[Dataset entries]
[Start of Attachment]

//! Type coercion from raw vendor text to typed values.
//!
//! Every coercion accepts either the raw text found in a document or an
//! already-typed value ([`RawValue`]), and is idempotent: coercing an
//! already-typed value returns it unchanged.

use std::collections::BTreeMap;
use std::fmt;
use std::str::FromStr;
use std::time::Duration;

use chrono::{DateTime, FixedOffset, Timelike};
use serde::{Deserialize, Serialize};

use super::path::WindowsPath;
use super::{CoercionError, XmlElement};

/// Input to a coercion: raw document text, or a value that is already typed
#[derive(Debug, Clone, Copy, PartialEq)]
pub enum RawValue<'a, T> {
    /// Text as found in the XML document
    Text(&'a str),
    /// Value that has already been coerced
    Typed(T),
}

impl<'a, T> From<&'a str> for RawValue<'a, T> {
    fn from(text: &'a str) -> Self {
        RawValue::Text(text)
    }
}

impl<'a, T> From<&'a String> for RawValue<'a, T> {
    fn from(text: &'a String) -> Self {
        RawValue::Text(text.as_str())
    }
}

impl From<bool> for RawValue<'_, bool> {
    fn from(value: bool) -> Self {
        RawValue::Typed(value)
    }
}

impl From<Duration> for RawValue<'_, Duration> {
    fn from(value: Duration) -> Self {
        RawValue::Typed(value)
    }
}

/// Parse a vendor boolean.
///
/// `"-1"` is the vendor's non-standard spelling of true; everything else goes
/// through [`strtobool`].
pub fn to_bool<'a>(value: impl Into<RawValue<'a, bool>>) -> Result<bool, CoercionError> {
    match value.into() {
        RawValue::Typed(value) => Ok(value),
        RawValue::Text(text) if text.trim() == "-1" => Ok(true),
        RawValue::Text(text) => strtobool(text),
    }
}

/// Parse a conventional boolean word, case-insensitively.
///
/// True values are `y`, `yes`, `t`, `true`, `on` and `1`; false values are
/// `n`, `no`, `f`, `false`, `off` and `0`.
pub fn strtobool(text: &str) -> Result<bool, CoercionError> {
    match text.trim().to_ascii_lowercase().as_str() {
        "y" | "yes" | "t" | "true" | "on" | "1" => Ok(true),
        "n" | "no" | "f" | "false" | "off" | "0" => Ok(false),
        _ => Err(CoercionError::InvalidBool(text.to_string())),
    }
}

/// Parse an integer, allowing surrounding whitespace
pub fn to_int<T: FromStr>(text: &str) -> Result<T, CoercionError> {
    text.trim()
        .parse()
        .map_err(|_| CoercionError::InvalidNumber(text.to_string()))
}

/// Parse a floating-point number, allowing surrounding whitespace
pub fn to_float(text: &str) -> Result<f64, CoercionError> {
    text.trim()
        .parse()
        .map_err(|_| CoercionError::InvalidNumber(text.to_string()))
}

fn duration_from(
    value: RawValue<'_, Duration>,
    seconds_per_unit: f64,
) -> Result<Duration, CoercionError> {
    match value {
        RawValue::Typed(duration) => Ok(duration),
        RawValue::Text(text) => {
            let amount = to_float(text)?;
            Duration::try_from_secs_f64(amount * seconds_per_unit)
                .map_err(|_| CoercionError::InvalidDuration(text.to_string()))
        }
    }
}

/// Construct a duration from a number of minutes
pub fn to_duration_minutes<'a>(
    value: impl Into<RawValue<'a, Duration>>,
) -> Result<Duration, CoercionError> {
    duration_from(value.into(), 60.0)
}

/// Construct a duration from a number of seconds
pub fn to_duration_seconds<'a>(
    value: impl Into<RawValue<'a, Duration>>,
) -> Result<Duration, CoercionError> {
    duration_from(value.into(), 1.0)
}

/// Windows-style path for the given text, or `None` if it is blank
pub fn to_windows_path(text: &str) -> Option<WindowsPath> {
    let text = text.trim();
    if text.is_empty() {
        None
    } else {
        Some(WindowsPath::new(text))
    }
}

/// Parse a vendor timestamp such as `2019-09-09T13:14:36.9085672+01:00`.
///
/// Fractional seconds are discarded; the UTC offset is kept.
pub fn parse_vendor_datetime(text: &str) -> Result<DateTime<FixedOffset>, CoercionError> {
    let trimmed = text.trim();
    let invalid = || CoercionError::InvalidDateTime(text.to_string());

    let parsed = DateTime::parse_from_rfc3339(trimmed)
        .or_else(|_| DateTime::parse_from_str(trimmed, "%Y-%m-%dT%H:%M:%S%.f%z"))
        .map_err(|_| invalid())?;

    parsed.with_nanosecond(0).ok_or_else(invalid)
}

/// An enumeration (or flag set) with a fixed set of vendor codes
pub trait VendorEnum: Copy + Sized + 'static {
    /// Type of the raw code stored in the documents (commonly an integer or a string)
    type Underlying: FromStr;

    /// Name used in error messages
    const NAME: &'static str;

    /// Member for the given code, if there is one
    fn from_underlying(value: &Self::Underlying) -> Option<Self>;

    /// Code for this member
    fn to_underlying(&self) -> Self::Underlying;
}

/// Input to [`enum_from_value_or_member`]: a member, or its raw code as text
#[derive(Debug, Clone, Copy, PartialEq)]
pub enum MemberOr<'a, E> {
    /// Already a member of the enumeration
    Member(E),
    /// Raw code as found in the document
    Value(&'a str),
}

impl<'a, E: VendorEnum> From<&'a str> for MemberOr<'a, E> {
    fn from(value: &'a str) -> Self {
        MemberOr::Value(value)
    }
}

/// Resolve a value to a member of `E`.
///
/// Members are returned as-is; text is first parsed as `E::Underlying` and
/// then looked up. Unknown codes are an error, never a default.
pub fn enum_from_value_or_member<'a, E: VendorEnum>(
    value: impl Into<MemberOr<'a, E>>,
) -> Result<E, CoercionError> {
    match value.into() {
        MemberOr::Member(member) => Ok(member),
        MemberOr::Value(text) => {
            let underlying: E::Underlying = text.trim().parse().map_err(|_| {
                CoercionError::UnknownMember {
                    enum_name: E::NAME,
                    value: text.to_string(),
                }
            })?;
            E::from_underlying(&underlying).ok_or_else(|| CoercionError::UnknownMember {
                enum_name: E::NAME,
                value: text.to_string(),
            })
        }
    }
}

/// Convert a vendor CamelCase tag into a snake_case key.
///
/// `ModuleDisplayName` becomes `module_display_name`, `RepeaterID1` becomes
/// `repeater_id1` and `IsRCDevice` becomes `is_rc_device`.
pub fn camel_to_snake(name: &str) -> String {
    let chars: Vec<char> = name.chars().collect();

    // Pass 1: split before a capitalised word, i.e. an upper-case letter
    // followed by lower-case ones.
    let mut first = String::with_capacity(name.len() + 4);
    let mut i = 0;
    while i < chars.len() {
        let starts_word = i + 1 < chars.len()
            && chars[i + 1].is_ascii_lowercase()
            && chars[i].is_ascii_uppercase();
        if i > 0 && starts_word {
            first.push('_');
            first.push(chars[i]);
            i += 1;
            while i < chars.len() && chars[i].is_ascii_lowercase() {
                first.push(chars[i]);
                i += 1;
            }
            // A split needs an unconsumed preceding character, so the
            // character straight after a word never starts the next one.
            if i < chars.len() {
                first.push(chars[i]);
                i += 1;
            }
        } else {
            first.push(chars[i]);
            i += 1;
        }
    }

    // Pass 2: split between a lower-case letter or digit and an upper-case letter.
    let chars: Vec<char> = first.chars().collect();
    let mut out = String::with_capacity(chars.len() + 4);
    for (idx, c) in chars.iter().enumerate() {
        if idx > 0 && c.is_ascii_uppercase() {
            let prev = chars[idx - 1];
            if prev.is_ascii_lowercase() || prev.is_ascii_digit() {
                out.push('_');
            }
        }
        out.push(*c);
    }

    out.to_lowercase()
}

/// Typed value of a leaf element, inferred from its text
#[derive(Debug, Clone, PartialEq, Serialize, Deserialize)]
#[serde(untagged)]
pub enum ScalarValue {
    /// Element had no text
    Empty,
    /// Text was an integer
    Int(i64),
    /// Text was a floating-point number
    Float(f64),
    /// Any other text, kept verbatim
    Text(String),
}

impl ScalarValue {
    /// Infer a value from element text: integer, then float, else the text itself
    pub fn from_text(text: &str) -> Self {
        if text.is_empty() {
            return ScalarValue::Empty;
        }
        let trimmed = text.trim();
        if let Ok(value) = trimmed.parse::<i64>() {
            ScalarValue::Int(value)
        } else if let Ok(value) = trimmed.parse::<f64>() {
            ScalarValue::Float(value)
        } else {
            ScalarValue::Text(text.to_string())
        }
    }

    /// Text value, if this is text
    pub fn as_str(&self) -> Option<&str> {
        match self {
            ScalarValue::Text(text) => Some(text),
            _ => None,
        }
    }

    /// Integer value, if this is an integer
    pub fn as_int(&self) -> Option<i64> {
        match self {
            ScalarValue::Int(value) => Some(*value),
            _ => None,
        }
    }

    /// Numeric value, if this is an integer or a float
    pub fn as_f64(&self) -> Option<f64> {
        match self {
            ScalarValue::Int(value) => Some(*value as f64),
            ScalarValue::Float(value) => Some(*value),
            _ => None,
        }
    }

    /// Whether the element had no text
    pub fn is_empty(&self) -> bool {
        matches!(self, ScalarValue::Empty)
    }
}

impl Default for ScalarValue {
    fn default() -> Self {
        ScalarValue::Empty
    }
}

impl fmt::Display for ScalarValue {
    fn fmt(&self, f: &mut fmt::Formatter<'_>) -> fmt::Result {
        match self {
            ScalarValue::Empty => Ok(()),
            ScalarValue::Int(value) => write!(f, "{}", value),
            ScalarValue::Float(value) => write!(f, "{}", value),
            ScalarValue::Text(text) => f.write_str(text),
        }
    }
}

/// Map each child element to a snake_case key and its inferred value.
///
/// `lookup` overrides the key for specific tags. Later children with the same
/// key replace earlier ones.
pub fn tag_to_map(
    element: &XmlElement,
    lookup: &[(&str, &str)],
) -> BTreeMap<String, ScalarValue> {
    element
        .children()
        .iter()
        .map(|child| {
            let key = lookup
                .iter()
                .find(|(tag, _)| *tag == child.name())
                .map(|(_, key)| key.to_string())
                .unwrap_or_else(|| camel_to_snake(child.name()));
            (key, ScalarValue::from_text(child.text()))
        })
        .collect()
}

#[cfg(test)]
mod tests {
    use super::*;

    #[test]
    fn test_to_bool() {
        assert!(to_bool("-1").unwrap());
        assert!(to_bool(" -1 ").unwrap());
        assert!(to_bool("True").unwrap());
        assert!(to_bool("1").unwrap());
        assert!(!to_bool("false").unwrap());
        assert!(!to_bool("0").unwrap());
        assert!(to_bool(true).unwrap());
        assert!(matches!(to_bool("maybe"), Err(CoercionError::InvalidBool(_))));
        assert!(to_bool("").is_err());
    }

    #[test]
    fn test_strtobool_rejects_vendor_true() {
        assert!(strtobool("yes").unwrap());
        assert!(!strtobool("OFF").unwrap());
        assert!(strtobool("-1").is_err());
    }

    #[test]
    fn test_durations() {
        assert_eq!(to_duration_minutes("2").unwrap(), Duration::from_secs(120));
        assert_eq!(to_duration_minutes("0.5").unwrap(), Duration::from_secs(30));
        assert_eq!(to_duration_seconds("816.2").unwrap(), Duration::from_secs_f64(816.2));

        let already = Duration::from_millis(1500);
        assert_eq!(to_duration_minutes(already).unwrap(), already);
        assert_eq!(to_duration_seconds(already).unwrap(), already);

        assert!(matches!(
            to_duration_minutes("ten"),
            Err(CoercionError::InvalidNumber(_))
        ));
        assert!(matches!(
            to_duration_minutes("-1"),
            Err(CoercionError::InvalidDuration(_))
        ));
    }

    #[test]
    fn test_windows_path() {
        assert_eq!(to_windows_path(""), None);
        assert_eq!(to_windows_path("   "), None);

        let path = to_windows_path(r"D:\MassHunter\Methods\Positive.m").unwrap();
        assert_eq!(path.file_name(), Some("Positive.m"));
    }

    #[test]
    fn test_vendor_datetime_truncates_fraction() {
        let parsed = parse_vendor_datetime("2019-09-09T13:14:36.9085672+01:00").unwrap();
        let expected = DateTime::parse_from_rfc3339("2019-09-09T12:14:36Z").unwrap();
        assert_eq!(parsed, expected);
        assert_eq!(parsed.offset().local_minus_utc(), 3600);

        let plain = parse_vendor_datetime("2020-01-24T10:36:01+00:00").unwrap();
        assert_eq!(plain.timestamp(), 1579862161);

        assert!(matches!(
            parse_vendor_datetime("yesterday"),
            Err(CoercionError::InvalidDateTime(_))
        ));
    }

    #[test]
    fn test_camel_to_snake() {
        assert_eq!(camel_to_snake("ModuleDisplayName"), "module_display_name");
        assert_eq!(camel_to_snake("RepeaterID1"), "repeater_id1");
        assert_eq!(camel_to_snake("IsRCDevice"), "is_rc_device");
        assert_eq!(camel_to_snake("DeviceID"), "device_id");
        assert_eq!(camel_to_snake("GrannySmith"), "granny_smith");
        assert_eq!(camel_to_snake("Apple"), "apple");
        assert_eq!(camel_to_snake("name"), "name");
    }

    #[test]
    fn test_scalar_value_inference() {
        assert_eq!(ScalarValue::from_text("123"), ScalarValue::Int(123));
        assert_eq!(ScalarValue::from_text("12.34"), ScalarValue::Float(12.34));
        assert_eq!(
            ScalarValue::from_text("abcdefg"),
            ScalarValue::Text("abcdefg".to_string())
        );
        assert_eq!(ScalarValue::from_text(""), ScalarValue::Empty);
        assert_eq!(
            ScalarValue::from_text("\n    "),
            ScalarValue::Text("\n    ".to_string())
        );
    }

    #[test]
    fn test_tag_to_map() {
        let element = XmlElement::new("Fruits")
            .with_text_child("Apple", "123")
            .with_text_child("Orange", "12.34")
            .with_text_child("Strawberry", "abcdefg")
            .with_text_child("GrannySmith", "delicious")
            .with_child(XmlElement::new("Grapes"));

        let map = tag_to_map(&element, &[]);
        assert_eq!(map["apple"], ScalarValue::Int(123));
        assert_eq!(map["orange"], ScalarValue::Float(12.34));
        assert_eq!(map["strawberry"], ScalarValue::Text("abcdefg".into()));
        assert_eq!(map["granny_smith"], ScalarValue::Text("delicious".into()));
        assert_eq!(map["grapes"], ScalarValue::Empty);

        let map = tag_to_map(&element, &[("GrannySmith", "granny smith")]);
        assert!(map.contains_key("granny smith"));
        assert!(!map.contains_key("granny_smith"));
    }

    #[test]
    fn test_scalar_value_json() {
        let values = vec![
            ScalarValue::Empty,
            ScalarValue::Int(7),
            ScalarValue::Float(0.5),
            ScalarValue::Text("x".into()),
        ];
        let json = serde_json::to_string(&values).unwrap();
        assert_eq!(json, r#"[null,7,0.5,"x"]"#);
        let restored: Vec<ScalarValue> = serde_json::from_str(&json).unwrap();
        assert_eq!(restored, values);
    }
}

[End of Attachment]

=== Try it ===
Copy, from the lines above, each one that holds "enumeration".

=== Result of this exercise ===
/// An enumeration (or flag set) with a fixed set of vendor codes
    /// Already a member of the enumeration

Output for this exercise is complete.